18000 euro per spiare i siti notav
Che il sistema Tav abbia timore di quello che scrivono e dicono i no tav è cosa risaputa, ma oggi lo leggiamo nero su bianco in un rilievo della Corte dei Conti.
In un documento di fine 2014 la Corte dei Conti chiede “chiarimenti in ordine ai criteri di determinazione del compenso” per due collaboratori dell’architetto Virano, pagati ognuno 18.000 euro per neanche due mesi di lavoro.
In particolare uno dei due incarichi è stato affidato a Fabrizio Bonomo, già da tempo collaboratore di Virano (ha persino curato un agghiacciante libello per festeggiare i 60 anni dell’architetto) nonché consulente di Musinet (quand’era presieduta da Virano) e Sitaf (quando Virano era amministratore delegato): una carriera intrecciata a quella del suo mentore.
A destare qualche perplessità, oltre al compenso di oltre duemila euro a settimana, è il compito affidato a Bonomo. Per giustificare l’incarico Virano scrive alla Corte dei Conti che Bonomo ha effettuato un monitoraggio “sui siti ed i blog della galassia antagonista No Tav”. Specifica meglio Virano: “nel bimestre di durata del suo incarico l’arch.

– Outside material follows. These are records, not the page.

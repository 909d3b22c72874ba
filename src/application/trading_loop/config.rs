use crate::domain::errors::ConfigError;
use crate::domain::market::indicators::MIN_CANDLES;
use crate::domain::trading::trading_pair::TradingPair;
use crate::domain::trading::types::Granularity;
use rust_decimal::Decimal;
use serde::{Deserialize, Serialize};
use tracing::warn;

pub const MIN_INTERVAL_MS: u64 = 10_000;
pub const MAX_CONCURRENT_TRADES_LIMIT: usize = 5;

/// Process-wide loop configuration. Read by every cycle, changed only through `configure`.
#[derive(Debug, Clone, PartialEq, Serialize, Deserialize)]
pub struct LoopConfig {
    /// Deduplicated, in configuration order
    pub symbols: Vec<TradingPair>,
    pub interval_ms: u64,
    pub dry_run: bool,
    pub base_position_size: Decimal,
    pub max_concurrent_trades: usize,
    pub enabled: bool,
    pub exchange_timeout_ms: u64,
    pub candle_granularity: Granularity,
    pub candle_limit: usize,
    pub depth_limit: usize,
}

impl Default for LoopConfig {
    fn default() -> Self {
        Self {
            symbols: vec![TradingPair::BtcUsdt, TradingPair::EthUsdt],
            interval_ms: 60_000,
            dry_run: true,
            base_position_size: Decimal::new(1, 2),
            max_concurrent_trades: 2,
            enabled: true,
            exchange_timeout_ms: 5_000,
            candle_granularity: Granularity::FifteenMinutes,
            candle_limit: 100,
            depth_limit: 5,
        }
    }
}

impl LoopConfig {
    /// Clamps soft bounds and rejects invalid values
    pub fn normalized(mut self) -> Result<Self, ConfigError> {
        let mut unique = Vec::with_capacity(self.symbols.len());
        for symbol in self.symbols {
            if !unique.contains(&symbol) {
                unique.push(symbol);
            }
        }
        self.symbols = unique;
        if self.symbols.is_empty() {
            return Err(ConfigError::EmptySymbols);
        }

        if self.base_position_size <= Decimal::ZERO {
            return Err(ConfigError::InvalidPositionSize {
                value: self.base_position_size.to_string(),
            });
        }

        if self.interval_ms < MIN_INTERVAL_MS {
            warn!(
                "LoopConfig: interval {}ms below floor, using {}ms",
                self.interval_ms, MIN_INTERVAL_MS
            );
            self.interval_ms = MIN_INTERVAL_MS;
        }

        self.max_concurrent_trades = self
            .max_concurrent_trades
            .clamp(1, MAX_CONCURRENT_TRADES_LIMIT);

        if self.exchange_timeout_ms == 0 {
            return Err(ConfigError::InvalidParameter {
                name: "exchange_timeout_ms".to_string(),
                reason: "must be > 0".to_string(),
            });
        }
        if self.candle_limit < MIN_CANDLES {
            return Err(ConfigError::InvalidParameter {
                name: "candle_limit".to_string(),
                reason: format!("need at least {} candles, got {}", MIN_CANDLES, self.candle_limit),
            });
        }
        if self.depth_limit == 0 {
            return Err(ConfigError::InvalidParameter {
                name: "depth_limit".to_string(),
                reason: "must be > 0".to_string(),
            });
        }
        Ok(self)
    }

    /// Returns the updated config, or the first error with `self` untouched
    pub fn apply(&self, update: LoopConfigUpdate) -> Result<Self, ConfigError> {
        let mut next = self.clone();
        if let Some(symbols) = update.symbols {
            next.symbols = TradingPair::parse_list(&symbols)?;
        }
        if let Some(interval_ms) = update.interval_ms {
            next.interval_ms = interval_ms;
        }
        if let Some(dry_run) = update.dry_run {
            next.dry_run = dry_run;
        }
        if let Some(size) = update.base_position_size {
            next.base_position_size = size;
        }
        if let Some(max) = update.max_concurrent_trades {
            next.max_concurrent_trades = max;
        }
        if let Some(enabled) = update.enabled {
            next.enabled = enabled;
        }
        next.normalized()
    }
}

/// Partial configuration change. Symbols arrive as raw strings and are validated here.
#[derive(Debug, Clone, Default, PartialEq, Serialize, Deserialize)]
pub struct LoopConfigUpdate {
    pub symbols: Option<Vec<String>>,
    pub interval_ms: Option<u64>,
    pub dry_run: Option<bool>,
    pub base_position_size: Option<Decimal>,
    pub max_concurrent_trades: Option<usize>,
    pub enabled: Option<bool>,
}

#[cfg(test)]
mod tests {
    use super::*;
    use rust_decimal_macros::dec;

    #[test]
    fn test_defaults_are_valid() {
        let config = LoopConfig::default().normalized().unwrap();
        assert_eq!(config, LoopConfig::default());
    }

    #[test]
    fn test_interval_floor_and_concurrency_clamp() {
        let config = LoopConfig::default()
            .apply(LoopConfigUpdate {
                interval_ms: Some(500),
                max_concurrent_trades: Some(12),
                ..Default::default()
            })
            .unwrap();
        assert_eq!(config.interval_ms, MIN_INTERVAL_MS);
        assert_eq!(config.max_concurrent_trades, 5);

        let config = LoopConfig::default()
            .apply(LoopConfigUpdate {
                max_concurrent_trades: Some(0),
                ..Default::default()
            })
            .unwrap();
        assert_eq!(config.max_concurrent_trades, 1);
    }

    #[test]
    fn test_unsupported_symbol_rejected() {
        let err = LoopConfig::default()
            .apply(LoopConfigUpdate {
                symbols: Some(vec!["BTCUSDT".to_string(), "PEPEUSDT".to_string()]),
                ..Default::default()
            })
            .unwrap_err();
        assert!(matches!(err, ConfigError::UnsupportedSymbol { .. }));
    }

    #[test]
    fn test_symbols_deduplicated() {
        let config = LoopConfig::default()
            .apply(LoopConfigUpdate {
                symbols: Some(vec!["SOLUSDT".into(), "sol/usdt".into(), "BTCUSDT".into()]),
                ..Default::default()
            })
            .unwrap();
        assert_eq!(config.symbols, vec![TradingPair::SolUsdt, TradingPair::BtcUsdt]);
    }

    #[test]
    fn test_non_positive_base_size_rejected() {
        for size in [dec!(0), dec!(-1)] {
            let err = LoopConfig::default()
                .apply(LoopConfigUpdate {
                    base_position_size: Some(size),
                    ..Default::default()
                })
                .unwrap_err();
            assert!(matches!(err, ConfigError::InvalidPositionSize { .. }));
        }
    }

    #[test]
    fn test_empty_symbols_rejected() {
        let err = LoopConfig::default()
            .apply(LoopConfigUpdate {
                symbols: Some(vec![]),
                ..Default::default()
            })
            .unwrap_err();
        assert_eq!(err, ConfigError::EmptySymbols);
    }
}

Bonomo ha svolto una penetrante attività di analisi e documentazione delle posizioni e degli orientamenti dei vari gruppi, delle posizioni via via egemoni nel movimento, delle tesi (tecnico-politico-economiche) sostenute e degli obiettivi-bersagli in base a quanto risulta desumibile dai blog e nei siti internet”. Bonomo ha inoltre monitorato il “dibattito che accompagna la fase finale del processo in Corte d’Assise a Torino nei confronti degli attivisti NoTav imputati delle violenze al cantiere di Chiomonte”.
In pratica diciottomila euro di soldi pubblici per spiare i siti no tav. Un lavoro prezioso per l’architetto Virano, per provare a rispondere con le solite quattro balle mal confezionate alle incongruenze che di volta in volta il movimento ha sollevato in modo puntuale e documentato.

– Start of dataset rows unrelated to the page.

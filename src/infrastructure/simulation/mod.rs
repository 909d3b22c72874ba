pub mod fill_model;
pub mod simulated_exchange;

pub use fill_model::FillModel;
pub use simulated_exchange::{SimulatedExchange, SimulationConfig};
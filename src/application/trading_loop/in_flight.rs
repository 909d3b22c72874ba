use crate::domain::trading::trading_pair::TradingPair;
use parking_lot::Mutex;
use std::collections::HashSet;
use std::sync::Arc;

/// At most one in-flight cycle per symbol, shared by timer and manual passes
#[derive(Debug, Clone, Default)]
pub struct InFlightGuard {
    active: Arc<Mutex<HashSet<TradingPair>>>,
}

impl InFlightGuard {
    pub fn new() -> Self {
        Self::default()
    }

    /// `None` if a cycle for `symbol` is already running
    pub fn try_acquire(&self, symbol: TradingPair) -> Option<InFlightToken> {
        if !self.active.lock().insert(symbol) {
            return None;
        }
        Some(InFlightToken {
            active: Arc::clone(&self.active),
            symbol,
        })
    }

    pub fn is_active(&self, symbol: TradingPair) -> bool {
        self.active.lock().contains(&symbol)
    }
}

/// Released on drop
#[derive(Debug)]
pub struct InFlightToken {
    active: Arc<Mutex<HashSet<TradingPair>>>,
    symbol: TradingPair,
}

impl InFlightToken {
    pub fn symbol(&self) -> TradingPair {
        self.symbol
    }
}

impl Drop for InFlightToken {
    fn drop(&mut self) {
        self.active.lock().remove(&self.symbol);
    }
}
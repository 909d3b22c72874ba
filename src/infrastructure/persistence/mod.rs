pub mod database;
pub mod repositories;

pub use database::Database;
pub use repositories::SqliteAuditLogger;
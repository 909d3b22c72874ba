//! Prometheus metrics definitions for the trading loop
//!
//! All metrics use the `regime_pilot_` prefix and are read-only.

use prometheus::{
    CounterVec, GaugeVec, HistogramOpts, HistogramVec, Opts, Registry, TextEncoder,
    core::{AtomicF64, GenericGaugeVec},
};
use std::sync::Arc;

/// Prometheus metrics for the trading loop
#[derive(Clone)]
pub struct Metrics {
    registry: Arc<Registry>,
    /// Per-symbol cycles by outcome (submitted, dry_run, no_op, error, skipped)
    pub cycles_total: CounterVec,
    /// Orders by side and status
    pub orders_total: CounterVec,
    /// Kill-switch state per symbol (0=armed, 1=tripped)
    pub kill_switch_active: GenericGaugeVec<AtomicF64>,
    /// Regime code per symbol (0=range-bound, 1=trending, 2=high volatility)
    pub regime: GenericGaugeVec<AtomicF64>,
    /// Risk engine size multiplier per symbol
    pub size_multiplier: GenericGaugeVec<AtomicF64>,
    /// Exchange call failures by operation and kind
    pub exchange_errors_total: CounterVec,
    /// Duration of one full pass over all symbols
    pub cycle_duration_seconds: HistogramVec,
}

impl Metrics {
    /// Create a new Metrics instance with all gauges and counters registered
    pub fn new() -> anyhow::Result<Self> {
        let registry = Registry::new();

        let cycles_total = CounterVec::new(
            Opts::new("regime_pilot_cycles_total", "Symbol cycles by outcome"),
            &["symbol", "outcome"],
        )?;
        registry.register(Box::new(cycles_total.clone()))?;

        let orders_total = CounterVec::new(
            Opts::new("regime_pilot_orders_total", "Orders by side and status"),
            &["side", "status"],
        )?;
        registry.register(Box::new(orders_total.clone()))?;

        let kill_switch_active = GaugeVec::new(
            Opts::new(
                "regime_pilot_kill_switch_active",
                "Volatility kill-switch state (0=armed, 1=tripped)",
            ),
            &["symbol"],
        )?;
        registry.register(Box::new(kill_switch_active.clone()))?;

        let regime = GaugeVec::new(
            Opts::new(
                "regime_pilot_regime",
                "Classified regime (0=range-bound, 1=trending, 2=high volatility)",
            ),
            &["symbol"],
        )?;
        registry.register(Box::new(regime.clone()))?;

        let size_multiplier = GaugeVec::new(
            Opts::new(
                "regime_pilot_size_multiplier",
                "Risk engine position size multiplier",
            ),
            &["symbol"],
        )?;
        registry.register(Box::new(size_multiplier.clone()))?;

        let exchange_errors_total = CounterVec::new(
            Opts::new(
                "regime_pilot_exchange_errors_total",
                "Exchange call failures by operation and kind",
            ),
            &["operation", "kind"],
        )?;
        registry.register(Box::new(exchange_errors_total.clone()))?;

        let cycle_duration_seconds = HistogramVec::new(
            HistogramOpts::new(
                "regime_pilot_cycle_duration_seconds",
                "Duration of one pass over all configured symbols",
            )
            .buckets(vec![0.01, 0.05, 0.1, 0.25, 0.5, 1.0, 2.5, 5.0, 10.0, 30.0]),
            &["trigger"],
        )?;
        registry.register(Box::new(cycle_duration_seconds.clone()))?;

        Ok(Self {
            registry: Arc::new(registry),
            cycles_total,
            orders_total,
            kill_switch_active,
            regime,
            size_multiplier,
            exchange_errors_total,
            cycle_duration_seconds,
        })
    }

    /// Render all metrics in Prometheus text format
    pub fn render(&self) -> String {
        let encoder = TextEncoder::new();
        let metric_families = self.registry.gather();
        encoder
            .encode_to_string(&metric_families)
            .unwrap_or_default()
    }

    pub fn inc_cycle(&self, symbol: &str, outcome: &str) {
        self.cycles_total.with_label_values(&[symbol, outcome]).inc();
    }

    pub fn inc_orders(&self, side: &str, status: &str) {
        self.orders_total.with_label_values(&[side, status]).inc();
    }

    pub fn inc_exchange_error(&self, operation: &str, kind: &str) {
        self.exchange_errors_total
            .with_label_values(&[operation, kind])
            .inc();
    }

    pub fn set_kill_switch(&self, symbol: &str, active: bool) {
        self.kill_switch_active
            .with_label_values(&[symbol])
            .set(if active { 1.0 } else { 0.0 });
    }

    pub fn set_regime(&self, symbol: &str, code: f64) {
        self.regime.with_label_values(&[symbol]).set(code);
    }

    pub fn set_size_multiplier(&self, symbol: &str, multiplier: f64) {
        self.size_multiplier.with_label_values(&[symbol]).set(multiplier);
    }

    pub fn observe_cycle(&self, trigger: &str, seconds: f64) {
        self.cycle_duration_seconds
            .with_label_values(&[trigger])
            .observe(seconds);
    }
}

impl Default for Metrics {
    fn default() -> Self {
        Self::new().expect("Failed to create default Metrics")
    }
}
use anyhow::{Context, Result};

use sqlx::sqlite::{SqliteConnectOptions, SqliteJournalMode, SqlitePool, SqlitePoolOptions};
use std::path::Path;
use std::str::FromStr;
use tokio::fs;
use tracing::info;

/// Shared SQLite pool for audit storage
#[derive(Clone)]
pub struct Database {
    pub pool: SqlitePool,
}

impl Database {
    pub async fn new(db_url: &str) -> Result<Self> {
        let in_memory = db_url.contains(":memory:");

        if !in_memory && let Some(path_part) = db_url.strip_prefix("sqlite://") {
            let path = Path::new(path_part);
            if let Some(parent) = path.parent()
                && !parent.as_os_str().is_empty()
                && !parent.exists()
            {
                fs::create_dir_all(parent)
                    .await
                    .context("Failed to create database directory")?;
            }
        }

        let mut options = SqliteConnectOptions::from_str(db_url)?.create_if_missing(true);
        if !in_memory {
            options = options.journal_mode(SqliteJournalMode::Wal);
        }

        // every connection to :memory: is a separate database
        let max_connections = if in_memory { 1 } else { 5 };

        let pool = SqlitePoolOptions::new()
            .max_connections(max_connections)
            .connect_with(options)
            .await
            .context("Failed to connect to SQLite database")?;

        info!("Connected to database: {}", db_url);

        let db = Self { pool };
        db.init().await?;

        Ok(db)
    }

    async fn init(&self) -> Result<()> {
        let mut conn = self.pool.acquire().await?;

        sqlx::query(
            r#"
            CREATE TABLE IF NOT EXISTS audit_log (
                id INTEGER PRIMARY KEY AUTOINCREMENT,
                kind TEXT NOT NULL,
                symbol TEXT NOT NULL,
                explanation TEXT NOT NULL,
                payload_json TEXT NOT NULL,
                order_id TEXT,
                timestamp INTEGER NOT NULL,
                created_at INTEGER DEFAULT (strftime('%s', 'now'))
            );
            "#,
        )
        .execute(&mut *conn)
        .await
        .context("Failed to create audit_log table")?;

        sqlx::query(
            r#"
            CREATE INDEX IF NOT EXISTS idx_audit_symbol_time
            ON audit_log (symbol, timestamp);
            "#,
        )
        .execute(&mut *conn)
        .await
        .context("Failed to create audit_log index")?;

        info!("Database schema initialized.");
        Ok(())
    }
}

Anche se nel documento sono bollate come “polemiche” la realtà è che bruciano all’architetto che ha dovuto inserire un suo uomo di fiducia per fare questo lavoro.
Emerge sempre di più come attraverso il costante utilizzo di soldi pubblici, il sistema tav coccoli i propri uomini di fiducia e spenda in maniera disinvolta persino per pagare un lurker.
La cosa chiara è che ogni campagna no tav colpisce nel segno e se non fosse così melmosa la cortina che copre questa nefandezza, sarebbe tutto finito da un po’, e il buon Bonomo magari si vedrebbe impegnato nel portare la colazione al mattino a un architetto ormai in pensione.